What the Prompt Was Asking

Before reading the solution, check whether your response covered each of these requirements:

Write: public class StepTracker

Required behavior:

  • Constructor that stores the active-day step threshold in an instance variable
  • addDailySteps method that updates total steps, day count, and active-day count
  • averageSteps method that returns 0.0 when no days are recorded (avoid integer division)

How to Write the StepTracker Class Step-by-Step

// REPLACE WITH YOUR SOLUTION CODE
// Preserve indentation. Use 4 spaces, never tabs.
public class StepTracker {
    private int minSteps;
    private int totalSteps;
    private int numDays;
    private int activeDays;

    public StepTracker(int minimum) {
        minSteps = minimum;
    }

    public void addDailySteps(int steps) {
        totalSteps += steps;
        numDays++;
        if (steps >= minSteps) {
            activeDays++;
        }
    }

    public int activeDays() {
        return activeDays;
    }

    public double averageSteps() {
        if (numDays == 0) return 0.0;
        return (double) totalSteps / numDays;
    }
}

Official 9-Point Scoring Rubric for StepTracker

Pts Criterion
+1 Class header: public class StepTracker
+1 Constructor stores the minimum threshold in an instance variable
+1 Constructor header declared public
+1 Instance variables track total steps, day count, active days
+1 addDailySteps header and updates total/days
+1 addDailySteps increments active days when threshold met
+1 activeDays returns the active-day count
+1 averageSteps handles zero-days edge case (returns 0.0)
+1 averageSteps avoids integer division

Common Mistakes That Cost Points on FRQ 2

Mistake 1: Storing averageSteps as an instance variable. The rubric expects it computed on demand from totalSteps and numDays - storing a redundant variable risks staleness and wastes a rubric line.
Mistake 2: Forgetting the (double) cast in averageSteps. Writing return totalSteps / numDays performs integer division and returns 0 for any case where totalSteps < numDays. Cast one operand: return (double) totalSteps / numDays.
Mistake 3: Skipping the numDays == 0 guard. Without it, averageSteps throws ArithmeticException on the very first sample call before any days are added.
Key Insight: When two methods share state (addDailySteps writes, averageSteps reads), the cleanest design uses simple int counters and computes derived values like the average on demand. This avoids storing redundant state that can drift out of sync.
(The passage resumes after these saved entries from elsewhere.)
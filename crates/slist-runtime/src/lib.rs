#![forbid(unsafe_code)]

//! Runtime half of SimpleList list synchronization.
//!
//! Data owners publish item sequences on a latest-value [`Observable`]; a
//! [`PublicationAdapter`] turns each one into a snapshot and feeds a
//! [`Reconciler`], which diffs it against what is on screen and hands the
//! resulting batch to a [`VisualCollection`] host, one batch at a time.
//!
//! ```text
//! owner ──set──▶ Observable<Vec<T>> ──▶ PublicationAdapter ──Snapshot──▶ Reconciler
//!                                                                          │ Batch + Completion
//!                                                                          ▼
//!                                                                   VisualCollection
//! ```
//!
//! Everything here is single-threaded (`Rc`/`RefCell`) and must be driven
//! from the same context that mutates the visual collection.

pub mod adapter;
pub mod collection;
pub mod config;
pub mod reactive;
pub mod reconciler;

pub use adapter::{PublicationAdapter, publish};
pub use collection::{
    Batch, CollectionError, Completion, CompletionMode, ModelCollection, SessionId,
    VisualCollection,
};
pub use config::{ConfigError, ReconcilerConfig};
pub use reactive::{Observable, Subscription};
pub use reconciler::{ApplyOutcome, ReconcileError, Reconciler, ReconcilerStats};

pub use slist_core::{
    ApplyError, ListItem, Operation, OperationCounts, OperationList, Snapshot, SnapshotError,
    diff,
};
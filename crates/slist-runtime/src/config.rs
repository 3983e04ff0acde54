#![forbid(unsafe_code)]

//! Reconciler configuration.
//!
//! Configuration is plain data with sensible defaults. With the `config`
//! feature it can also be loaded from TOML:
//!
//! ```toml
//! animate_differences = false
//! recover_from_observed_state = true
//! ```
//!
//! Unknown keys are rejected so that typos surface instead of silently
//! falling back to defaults.

/// Errors from loading configuration.
#[derive(Debug, thiserror::Error)]
pub enum ConfigError {
    /// The document could not be parsed or did not match the schema.
    #[cfg(feature = "config")]
    #[error("invalid list configuration: {0}")]
    Parse(#[from] toml::de::Error),
    /// A value parsed but is not usable.
    #[error("invalid value for `{field}`: {reason}")]
    Invalid {
        field: &'static str,
        reason: String,
    },
}

/// Configuration for a [`Reconciler`](crate::Reconciler).
#[derive(Debug, Clone, PartialEq, Eq)]
#[cfg_attr(
    feature = "config",
    derive(serde::Serialize, serde::Deserialize),
    serde(default, deny_unknown_fields)
)]
pub struct ReconcilerConfig {
    /// Ask hosts to animate batches.
    ///
    /// Default: true
    pub animate_differences: bool,

    /// After a failed batch, adopt the host's observed items as the
    /// last-applied snapshot when the host can report them. Otherwise the
    /// attempted snapshot is assumed.
    ///
    /// Default: true
    pub recover_from_observed_state: bool,
}

impl Default for ReconcilerConfig {
    fn default() -> Self {
        Self {
            animate_differences: true,
            recover_from_observed_state: true,
        }
    }
}

impl ReconcilerConfig {
    /// Parse from a TOML document. Missing keys take their defaults.
    ///
    /// # Errors
    ///
    /// Returns [`ConfigError::Parse`] on malformed TOML or unknown keys.
    #[cfg(feature = "config")]
    pub fn from_toml_str(source: &str) -> Result<Self, ConfigError> {
        Ok(toml::from_str(source)?)
    }
}
#![forbid(unsafe_code)]

//! The list controller.
//!
//! [`SimpleList`] wires a [`ListHost`] to a [`Reconciler`] and, once bound,
//! to a published item sequence. Rows talk back through [`RowActions`].
//!
//! ```
//! use slist_runtime::Observable;
//! use slist_widgets::{Insets, ListConfig, RowMetrics, RowRenderer, SimpleList};
//!
//! struct Plain;
//!
//! impl RowRenderer<u32> for Plain {
//!     const KIND: &'static str = "plain";
//!     type Row = String;
//!
//!     fn metrics() -> RowMetrics {
//!         RowMetrics::new(30.0, 0.0, Insets::default())
//!     }
//!
//!     fn bind(&self, row: &mut String, item: &u32, _position: usize) {
//!         *row = item.to_string();
//!     }
//! }
//!
//! let source = Observable::new(vec![3, 1, 2]);
//! let mut list = SimpleList::new(Plain, ListConfig::default());
//! list.bind_source(&source);
//! assert_eq!(list.items(), vec![3, 1, 2]);
//!
//! source.set(vec![1, 2]);
//! assert_eq!(list.items(), vec![1, 2]);
//! ```

use std::fmt;

use slist_core::{ListItem, Snapshot, SnapshotError};
use slist_runtime::{
    ApplyOutcome, Observable, PublicationAdapter, ReconcileError, Reconciler,
};

use crate::actions::{RowActions, RowEvent};
use crate::config::ListConfig;
use crate::host::ListHost;
use crate::row::{RowFrame, RowRenderer};

/// A single-column list of rows driven by published item sequences.
pub struct SimpleList<T: ListItem + 'static, R: RowRenderer<T> + 'static> {
    reconciler: Reconciler<T, ListHost<T, R>>,
    adapter: Option<PublicationAdapter<T, ListHost<T, R>>>,
    actions: RowActions<T::Key>,
}

impl<T: ListItem + 'static, R: RowRenderer<T> + 'static> fmt::Debug for SimpleList<T, R> {
    fn fmt(&self, f: &mut fmt::Formatter<'_>) -> fmt::Result {
        f.debug_struct("SimpleList")
            .field("kind", &R::KIND)
            .field("bound", &self.adapter.is_some())
            .field("reconciler", &self.reconciler)
            .finish()
    }
}

impl<T: ListItem + 'static, R: RowRenderer<T> + 'static> SimpleList<T, R> {
    #[must_use]
    pub fn new(renderer: R, config: ListConfig) -> Self {
        let host = ListHost::new(renderer, &config);
        Self {
            reconciler: Reconciler::new(host, config.reconciler),
            adapter: None,
            actions: RowActions::new(),
        }
    }

    /// Follow `source`. Replaces any previously bound source.
    pub fn bind_source(&mut self, source: &Observable<Vec<T>>) {
        self.unbind_source();
        self.adapter = Some(PublicationAdapter::connect(source, &self.reconciler));
    }

    /// Stop following the bound source. An in-flight batch still finishes.
    pub fn unbind_source(&mut self) {
        if let Some(mut adapter) = self.adapter.take() {
            adapter.disconnect();
        }
    }

    /// Show `items` directly, without a source.
    ///
    /// # Errors
    ///
    /// Returns [`SnapshotError::DuplicateIdentity`] and leaves the list
    /// untouched when two items share an identity.
    pub fn update(&self, items: Vec<T>) -> Result<ApplyOutcome, SnapshotError> {
        let snapshot = Snapshot::new(items)?;
        Ok(self.reconciler.apply(snapshot))
    }

    /// Select the row at `position` and report it on the action channel.
    pub fn select(&self, position: usize) -> Option<T::Key> {
        let key = self
            .reconciler
            .with_collection(|host| host.item(position).map(ListItem::key))
            .flatten()?;
        tracing::info!(position, "did select item at");
        self.actions.emit(RowEvent::Selected {
            key: key.clone(),
            position,
        });
        Some(key)
    }

    /// Install the hook run after every row bind.
    pub fn configure_rows(&self, configurator: impl FnMut(&mut R::Row, &T, usize) + 'static) {
        self.reconciler
            .with_collection(move |host| host.configure_rows(configurator));
    }

    /// Run `f` against the host. `None` after teardown.
    pub fn with_host<Out>(&self, f: impl FnOnce(&mut ListHost<T, R>) -> Out) -> Option<Out> {
        self.reconciler.with_collection(f)
    }

    /// End the host's pending animation.
    pub fn finish_animation(&self) -> bool {
        self.with_host(ListHost::finish_animation).unwrap_or(false)
    }

    /// Register the hook that receives failed sessions.
    pub fn on_error(&self, hook: impl FnMut(&ReconcileError) + 'static) {
        self.reconciler.on_error(hook);
    }

    /// Items currently on screen.
    #[must_use]
    pub fn items(&self) -> Vec<T> {
        self.with_host(|host| host.items().cloned().collect())
            .unwrap_or_default()
    }

    /// Row frames currently on screen.
    #[must_use]
    pub fn frames(&self) -> Vec<RowFrame> {
        self.with_host(|host| host.frames()).unwrap_or_default()
    }

    #[must_use]
    pub fn actions(&self) -> &RowActions<T::Key> {
        &self.actions
    }

    #[must_use]
    pub fn reconciler(&self) -> &Reconciler<T, ListHost<T, R>> {
        &self.reconciler
    }

    /// Whether a source is bound.
    #[must_use]
    pub fn is_bound(&self) -> bool {
        self.adapter
            .as_ref()
            .is_some_and(PublicationAdapter::is_connected)
    }

    /// Unbind and release the host. Pending completions become no-ops.
    pub fn teardown(&mut self) {
        self.unbind_source();
        self.reconciler.teardown();
    }
}

impl<T: ListItem + 'static, R: RowRenderer<T> + 'static> Drop for SimpleList<T, R> {
    fn drop(&mut self) {
        self.teardown();
    }
}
FAQs About 2019 AP CSA FRQ 2

What does 2019 AP CSA FRQ 2 StepTracker test?

FRQ 2 tests writing a complete Java class with private instance variables, a constructor that stores a parameter, and methods that update and return state. The exam wants you to handle the zero-days edge case in averageSteps without integer division.

How many points is FRQ 2 worth?

9 points, awarded across the rubric criteria. FRQ 2 makes up about 11% of the AP CSA exam score.

What is the most common mistake on 2019 FRQ 2 StepTracker?

Forgetting to cast to double in averageSteps. Without (double) on one operand, Java performs integer division and you lose decimal precision, which costs the rubric point.

How long should I spend on FRQ 2?

Aim for 22 minutes per FRQ. The AP CSA free-response section is 90 minutes for 4 questions, so 22 minutes per question leaves a 2-minute buffer to review.

Is StepTracker still relevant for the 2026 AP CSA exam?

Yes. The current AP CSA 4-unit curriculum still tests class writing with constructors and instance variables, so StepTracker is excellent practice for the 2026 exam format.

Where can I find the official scoring guidelines?

College Board publishes the official scoring guidelines as a PDF on AP Central. The rubric on this page mirrors those criteria. You can download the official scoring guidelines here.

Related AP CSA FRQs to Practice Next

If you found StepTracker useful, work through these next to lock in the same Java concepts:

Why 2019 FRQ 2 Still Matters for the 2026 AP CSA Exam

The 2026 AP CSA curriculum reorganized the topic list into 4 units, but the FRQ types stayed the same. 2019 FRQ 2 (StepTracker) tests class writing with constructors and instance variables, which is still a core part of the exam. Practicing this question prepares you for the Bluebook digital test format and builds the muscle memory you need for the exam on Friday, May 15, 2026.